**Task requirements:**
The response must contain each line of the material that holds "CreatedObject".
◆ ◆ ◆ ◆ ◆ ◆ ◆
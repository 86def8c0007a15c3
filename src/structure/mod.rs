//! Columnar atom storage.
//!
//! An [`AtomArray`] keeps one column per atom annotation (coordinates,
//! element, chain, residue, b-factor, charge, ...) plus a bond list. Column
//! lengths are checked whenever an array is built, so every accessor can index
//! any column with the same atom index.
//!
//! [`AtomStack`] pairs an array with the coordinates of every model of a
//! multi-model file (NMR ensembles, trajectories).

mod chains;
pub mod entity;
pub mod secondary;
mod solvent;

pub use chains::ChainIds;
use glam::Vec3;
use serde::{Deserialize, Serialize};
pub use solvent::is_solvent_residue;

use crate::error::ImportError;

// ---------------------------------------------------------------------------
// Atom
// ---------------------------------------------------------------------------

/// A single atom record, used to append rows to an [`AtomArray`].
#[derive(Debug, Clone, PartialEq, Default)]
pub struct Atom {
    /// Cartesian position in Angstrom.
    pub position: Vec3,
    /// Element symbol (e.g. "C", "FE").
    pub element: String,
    /// Atom name within its residue (e.g. "CA").
    pub atom_name: String,
    /// Residue name (e.g. "ALA", "HOH").
    pub res_name: String,
    /// Residue sequence number.
    pub res_id: i32,
    /// Chain identifier, possibly multi-character for mmCIF.
    pub chain_id: String,
    /// Temperature factor.
    pub b_factor: f32,
    /// Formal charge.
    pub charge: i32,
    /// Whether the atom came from a HETATM record.
    pub hetero: bool,
}

impl Atom {
    /// Atom with the identifying fields set and neutral crystallographic
    /// factors.
    pub fn new(
        chain_id: impl Into<String>,
        res_name: impl Into<String>,
        res_id: i32,
        atom_name: impl Into<String>,
        element: impl Into<String>,
        position: Vec3,
    ) -> Self {
        Self {
            position,
            element: element.into(),
            atom_name: atom_name.into(),
            res_name: res_name.into(),
            res_id,
            chain_id: chain_id.into(),
            ..Self::default()
        }
    }
}

// ---------------------------------------------------------------------------
// AtomColumns (serialized form)
// ---------------------------------------------------------------------------

/// Raw column form of an [`AtomArray`], as found in structure documents.
///
/// `b_factors`, `charges` and `hetero` may be omitted; they are filled with
/// neutral values when the array is built.
#[derive(Debug, Clone, Default, Serialize, Deserialize)]
#[serde(default)]
pub struct AtomColumns {
    /// Atom positions.
    pub positions: Vec<Vec3>,
    /// Element symbols.
    pub elements: Vec<String>,
    /// Atom names.
    pub atom_names: Vec<String>,
    /// Residue names.
    pub res_names: Vec<String>,
    /// Residue sequence numbers.
    pub res_ids: Vec<i32>,
    /// Chain identifiers.
    pub chain_ids: Vec<String>,
    /// Temperature factors.
    pub b_factors: Vec<f32>,
    /// Formal charges.
    pub charges: Vec<i32>,
    /// HETATM flags.
    pub hetero: Vec<bool>,
    /// Entity index per atom, when already resolved.
    pub entity_ids: Option<Vec<u32>>,
    /// Secondary structure code per atom, when already assigned.
    pub sec_struct: Option<Vec<u8>>,
    /// Bonds as atom index pairs.
    pub bonds: Vec<[u32; 2]>,
}

fn fill_optional<T: Clone>(column: &mut Vec<T>, len: usize, value: T) {
    if column.is_empty() {
        column.resize(len, value);
    }
}

fn check_column(name: &str, actual: usize, expected: usize) -> Result<(), ImportError> {
    if actual == expected {
        Ok(())
    } else {
        Err(ImportError::InvalidStructure(format!(
            "column `{name}` has {actual} entries for {expected} atoms"
        )))
    }
}

impl TryFrom<AtomColumns> for AtomArray {
    type Error = ImportError;

    fn try_from(mut columns: AtomColumns) -> Result<Self, Self::Error> {
        let len = columns.positions.len();
        fill_optional(&mut columns.b_factors, len, 0.0);
        fill_optional(&mut columns.charges, len, 0);
        fill_optional(&mut columns.hetero, len, false);

        check_column("elements", columns.elements.len(), len)?;
        check_column("atom_names", columns.atom_names.len(), len)?;
        check_column("res_names", columns.res_names.len(), len)?;
        check_column("res_ids", columns.res_ids.len(), len)?;
        check_column("chain_ids", columns.chain_ids.len(), len)?;
        check_column("b_factors", columns.b_factors.len(), len)?;
        check_column("charges", columns.charges.len(), len)?;
        check_column("hetero", columns.hetero.len(), len)?;
        if let Some(entity_ids) = &columns.entity_ids {
            check_column("entity_ids", entity_ids.len(), len)?;
        }
        if let Some(sec_struct) = &columns.sec_struct {
            check_column("sec_struct", sec_struct.len(), len)?;
        }
        for &[a, b] in &columns.bonds {
            check_bond(a, b, len)?;
        }

        Ok(Self {
            positions: columns.positions,
            elements: columns.elements,
            atom_names: columns.atom_names,
            res_names: columns.res_names,
            res_ids: columns.res_ids,
            chain_ids: columns.chain_ids,
            b_factors: columns.b_factors,
            charges: columns.charges,
            hetero: columns.hetero,
            entity_ids: columns.entity_ids,
            sec_struct: columns.sec_struct,
            bonds: columns.bonds,
        })
    }
}

impl From<AtomArray> for AtomColumns {
    fn from(array: AtomArray) -> Self {
        Self {
            positions: array.positions,
            elements: array.elements,
            atom_names: array.atom_names,
            res_names: array.res_names,
            res_ids: array.res_ids,
            chain_ids: array.chain_ids,
            b_factors: array.b_factors,
            charges: array.charges,
            hetero: array.hetero,
            entity_ids: array.entity_ids,
            sec_struct: array.sec_struct,
            bonds: array.bonds,
        }
    }
}
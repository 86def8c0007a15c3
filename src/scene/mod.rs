//! Host scene boundary.
//!
//! The application that displays molecules owns object lifetime, meshes and
//! style graphs. The import pipeline only talks to it through
//! [`HostScene`]: create an object, attach a style, set properties and wire
//! up assembly instancing. [`MemoryScene`] is an in-memory implementation
//! used by the command-line tool and the tests.

mod memory;

use glam::Vec3;
pub use memory::{
    AssemblyLink, MemoryScene, ObjectKind, SceneObject, SceneSnapshot,
};
use serde::{Deserialize, Serialize};

use crate::assembly::{AssemblyDescriptor, InstanceRow};
use crate::error::ImportError;
use crate::options::Style;
use crate::structure::AtomArray;

/// Opaque handle of a host scene object.
#[derive(
    Debug,
    Clone,
    Copy,
    PartialEq,
    Eq,
    Hash,
    PartialOrd,
    Ord,
    Serialize,
    Deserialize,
)]
#[serde(transparent)]
pub struct ObjectHandle(pub u32);

/// Everything the host needs to build the visual object of a structure.
#[derive(Debug, Clone, Copy)]
pub struct ObjectRequest<'a> {
    /// Object name.
    pub name: &'a str,
    /// Atoms and annotations, one vertex per atom.
    pub atoms: &'a AtomArray,
    /// Per-frame coordinates of multi-model structures; empty otherwise.
    pub frames: &'a [Vec<Vec3>],
    /// Destination collection.
    pub collection: Option<&'a str>,
}

/// Objects created for one structure.
#[derive(Debug, Clone, Copy, PartialEq, Eq)]
pub struct CreatedObject {
    /// The molecule object.
    pub object: ObjectHandle,
    /// Frame collection, present when the request carried frames.
    pub frames: Option<ObjectHandle>,
}

/// Value of a custom property attached to a scene object.
#[derive(Debug, Clone, PartialEq, Serialize)]
#[serde(untagged)]
pub enum PropertyValue {
    /// Explicitly unavailable.
    Null,
    /// Integer array (entity ids).
    Ints(Vec<u32>),
    /// String array (chain ids).
    Strings(Vec<String>),
    /// Biological assembly descriptor.
    Assemblies(AssemblyDescriptor),
}

impl PropertyValue {
    /// Whether this is [`PropertyValue::Null`].
    #[must_use]
    pub fn is_null(&self) -> bool {
        matches!(self, Self::Null)
    }
}

/// Operations the import pipeline needs from the host application.
///
/// Every method addresses objects by handle and only ever touches the
/// object it is given (or creates a new one). Errors propagate unchanged
/// through the pipeline.
pub trait HostScene {
    /// Create the molecule object and, for multi-model structures, its
    /// frame collection.
    fn create_object(
        &mut self,
        request: ObjectRequest<'_>,
    ) -> Result<CreatedObject, ImportError>;

    /// Build the style graph of `object`.
    fn create_style(
        &mut self,
        object: ObjectHandle,
        frames: Option<ObjectHandle>,
        style: Style,
    ) -> Result<(), ImportError>;

    /// Set a custom property on `object`.
    fn set_property(
        &mut self,
        object: ObjectHandle,
        key: &str,
        value: PropertyValue,
    ) -> Result<(), ImportError>;

    /// Create an instancing data object holding one vertex per row.
    fn create_instancing_data(
        &mut self,
        name: &str,
        rows: &[InstanceRow],
    ) -> Result<ObjectHandle, ImportError>;

    /// Wire the instancing data `data` into the style graph of `object`.
    fn insert_assembly(
        &mut self,
        object: ObjectHandle,
        data: ObjectHandle,
        chain_labels: &[String],
    ) -> Result<(), ImportError>;
}
use glam::Vec3;
use serde::{Deserialize, Serialize};

use super::{
    FileFormat, LoadedStructure, StructureLoader, StructureMetadata,
    StructureSource,
};
use crate::assembly::mmtf::{
    assembly_descriptor_from_mmtf, entity_groups_from_mmtf, MmtfBioAssembly,
    MmtfEntity,
};
use crate::assembly::AssemblyDescriptor;
use crate::error::ImportError;
use crate::structure::entity::EntityChainGroups;
use crate::structure::secondary::SecondaryStructureRange;
use crate::structure::{AtomArray, AtomStack};

/// A pre-decoded structure: atom columns plus MMTF-style metadata lists.
///
/// ```json
/// {
///   "atoms": { "positions": [[0, 0, 0]], "elements": ["C"], ... },
///   "models": [],
///   "entityList": [{ "chainIndexList": [0], "type": "polymer" }],
///   "chainNameList": ["A"],
///   "bioAssemblyList": [{ "name": "1", "transformList": [...] }],
///   "secondaryStructure": [
///     { "id": "HELX_P1", "chainId": "A", "startResId": 3, "endResId": 18 }
///   ]
/// }
/// ```
#[derive(Debug, Clone, Default, PartialEq, Serialize, Deserialize)]
#[serde(rename_all = "camelCase")]
pub struct StructureDocument {
    /// Atom columns; positions are those of the first model.
    pub atoms: AtomArray,
    /// Coordinates of every model for multi-model files.
    #[serde(default)]
    pub models: Vec<Vec<Vec3>>,
    /// Entities, when the source format records them.
    #[serde(default)]
    pub entity_list: Option<Vec<MmtfEntity>>,
    /// Chain names referenced by index from the other lists.
    #[serde(default)]
    pub chain_name_list: Vec<String>,
    /// Biological assemblies, when the source format records them.
    #[serde(default)]
    pub bio_assembly_list: Option<Vec<MmtfBioAssembly>>,
    /// Helix and strand ranges, when the source file assigns them.
    #[serde(default)]
    pub secondary_structure: Option<Vec<SecondaryStructureRange>>,
}

impl StructureDocument {
    /// Split into an atom stack and a metadata handle for `format`.
    pub fn into_loaded(
        self,
        format: FileFormat,
    ) -> Result<LoadedStructure, ImportError> {
        let stack = AtomStack::with_models(self.atoms, self.models)
            .map_err(|e| ImportError::Load(e.to_string()))?;
        let metadata = DocumentMetadata {
            format,
            entity_list: self.entity_list,
            chain_name_list: self.chain_name_list,
            bio_assembly_list: self.bio_assembly_list,
            secondary_structure: self.secondary_structure,
        };
        Ok(LoadedStructure {
            stack,
            metadata: Box::new(metadata),
        })
    }
}

struct DocumentMetadata {
    format: FileFormat,
    entity_list: Option<Vec<MmtfEntity>>,
    chain_name_list: Vec<String>,
    bio_assembly_list: Option<Vec<MmtfBioAssembly>>,
    secondary_structure: Option<Vec<SecondaryStructureRange>>,
}

impl StructureMetadata for DocumentMetadata {
    fn entity_chain_groups(
        &self,
    ) -> Result<Option<EntityChainGroups>, ImportError> {
        self.entity_list
            .as_deref()
            .map(|entities| {
                entity_groups_from_mmtf(entities, &self.chain_name_list)
            })
            .transpose()
    }

    fn assemblies(&self) -> Result<Option<AssemblyDescriptor>, ImportError> {
        match self.bio_assembly_list.as_deref() {
            Some(list) => {
                assembly_descriptor_from_mmtf(list, &self.chain_name_list)
                    .map(Some)
            }
            None if !self.format.supports_assemblies() => {
                Err(ImportError::UnsupportedAssemblyMetadata {
                    format: self.format,
                })
            }
            None => Ok(None),
        }
    }

    fn secondary_structure(
        &self,
    ) -> Result<Option<Vec<SecondaryStructureRange>>, ImportError> {
        Ok(self.secondary_structure.clone())
    }
}

/// Loads [`StructureDocument`]s serialized as JSON.
#[derive(Debug, Clone, Copy, Default)]
pub struct DocumentLoader;

impl StructureLoader for DocumentLoader {
    fn load(
        &self,
        source: &StructureSource,
    ) -> Result<LoadedStructure, ImportError> {
        if let Some(dir) = &source.cache_dir {
            log::debug!("cache dir {} unused for local documents", dir.display());
        }
        let bytes = source.read_bytes()?;
        let document: StructureDocument = serde_json::from_slice(&bytes)
            .map_err(|e| {
                ImportError::Load(format!("{}: {e}", source.describe()))
            })?;
        document.into_loaded(source.format)
    }
}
◆ ◆ ◆ ◆ ◆ ◆ ◆
**Your solution:**
pub struct CreatedObject {
    ) -> Result<CreatedObject, ImportError>;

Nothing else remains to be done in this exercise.